Abstract

Head-up positioning for preoxygenation and ramping for morbidly obese patients are well-accepted techniques, but the effect of head-up positioning with full torso elevation for all intubations is controversial. We compared first-pass success, adverse events, and glottic view between supine (SP) and nonsupine (NSP) positioning for emergency department (ED) patients undergoing orotracheal intubation. We performed a retrospective analysis of prospectively collected data for ED intubations over a 2-year period from 25 participating centers in the National Emergency Airway Registry (NEAR). We compared characteristics and outcomes for adult patients intubated orotracheally in SP and NSP positions with either a direct or video laryngoscope. We report odds ratios (OR) with 95% confidence interval (CI) for categorical variables and interquartile ranges with 95% CI for continuous variables. Our primary outcome was first-attempt intubation success and secondary outcomes were glottic views and peri-intubation adverse events. Of 11,480 total intubations, 5.8% were performed in NSP. The NSP group included significantly more obese patients (OR= 2.2 [95% CI= 1.9-2.6]) and patients with a suspected difficult airway (OR= 1.8 [95% CI=1.6-2.2]).
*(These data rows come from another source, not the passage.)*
use std::collections::{HashMap, HashSet};

use serde::Serialize;

use crate::matching::scorer::to_score;
use crate::parsing::profile::extract_skills;
use crate::parsing::vocabulary::Vocabulary;

pub const MAX_KEYWORDS: usize = 30;
pub const MAX_MISSING_KEYWORDS: usize = 15;
/// Tokens this short or shorter are never keywords.
const MIN_KEYWORD_LEN: usize = 3;

#[derive(Debug, Clone, PartialEq, Serialize)]
#[serde(rename_all = "camelCase")]
pub struct KeywordAnalysis {
    pub matched_keywords: Vec<String>,
    /// First `MAX_MISSING_KEYWORDS` only.
    pub missing_keywords: Vec<String>,
    pub matched_skills: Vec<String>,
    pub missing_skills: Vec<String>,
    pub match_score: u32,
    pub total_job_keywords: usize,
    pub total_matched_keywords: usize,
}

/// Lowercases, blanks out everything but ASCII word characters and
/// whitespace, and drops short tokens and stop words.
fn tokenize(text: &str, vocabulary: &Vocabulary) -> Vec<String> {
    let cleaned: String = text
        .to_lowercase()
        .chars()
        .map(|c| {
            if c.is_ascii_alphanumeric() || c == '_' || c.is_whitespace() {
                c
            } else {
                ' '
            }
        })
        .collect();

    cleaned
        .split_whitespace()
        .filter(|token| token.chars().count() >= MIN_KEYWORD_LEN)
        .filter(|token| !vocabulary.is_stop_word(token))
        .map(str::to_string)
        .collect()
}

/// The `MAX_KEYWORDS` most frequent tokens. Equal counts keep first-seen order.
pub fn extract_keywords(text: &str, vocabulary: &Vocabulary) -> Vec<String> {
    let mut counts: HashMap<String, usize> = HashMap::new();
    let mut order: Vec<String> = Vec::new();

    for token in tokenize(text, vocabulary) {
        let count = counts.entry(token.clone()).or_insert(0);
        if *count == 0 {
            order.push(token);
        }
        *count += 1;
    }

    // Stable sort keeps first-seen order among ties
    order.sort_by(|a, b| counts[b].cmp(&counts[a]));
    order.truncate(MAX_KEYWORDS);
    order
}

/// Compares a resume against a job description.
pub fn analyze(resume_text: &str, job_text: &str, vocabulary: &Vocabulary) -> KeywordAnalysis {
    let resume_keywords: HashSet<String> =
        extract_keywords(resume_text, vocabulary).into_iter().collect();
    let job_keywords = extract_keywords(job_text, vocabulary);

    let (matched_keywords, mut missing_keywords): (Vec<String>, Vec<String>) = job_keywords
        .iter()
        .cloned()
        .partition(|kw| resume_keywords.contains(kw));
    missing_keywords.truncate(MAX_MISSING_KEYWORDS);

    let resume_skills = extract_skills(resume_text, vocabulary);
    let (matched_skills, missing_skills): (Vec<String>, Vec<String>) =
        extract_skills(job_text, vocabulary)
            .into_iter()
            .partition(|skill| resume_skills.contains(skill));

    let total_job_keywords = job_keywords.len();
    let match_score = if total_job_keywords == 0 {
        0
    } else {
        to_score(matched_keywords.len() as f64 / total_job_keywords as f64 * 100.0)
    };

    KeywordAnalysis {
        total_matched_keywords: matched_keywords.len(),
        matched_keywords,
        missing_keywords,
        matched_skills,
        missing_skills,
        match_score,
        total_job_keywords,
    }
}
First-pass success (adjusted OR= 1.1 [95% CI= 0.9-1.4]) and overall rate of grade I glottic views (OR=1.1 [95% CI= 0.9-1.2]) were similar between groups while NSP had a significantly higher rate of grade I views when direct laryngoscopy was employed (OR=1.27 [95% CI= 1.04-1.54]). NSP was associated with higher odds of any adverse event (OR= 1.4 [95% CI= 1.1-1.7]). ED providers utilized SP in most ED intubations but were more likely to use NSP for patients who were obese or in whom they predicted a difficult airway. We found no differences in first-pass success between groups but total adverse events were more likely in NSP. A randomized trial comparing patient positioning during intubation in the ED is warranted.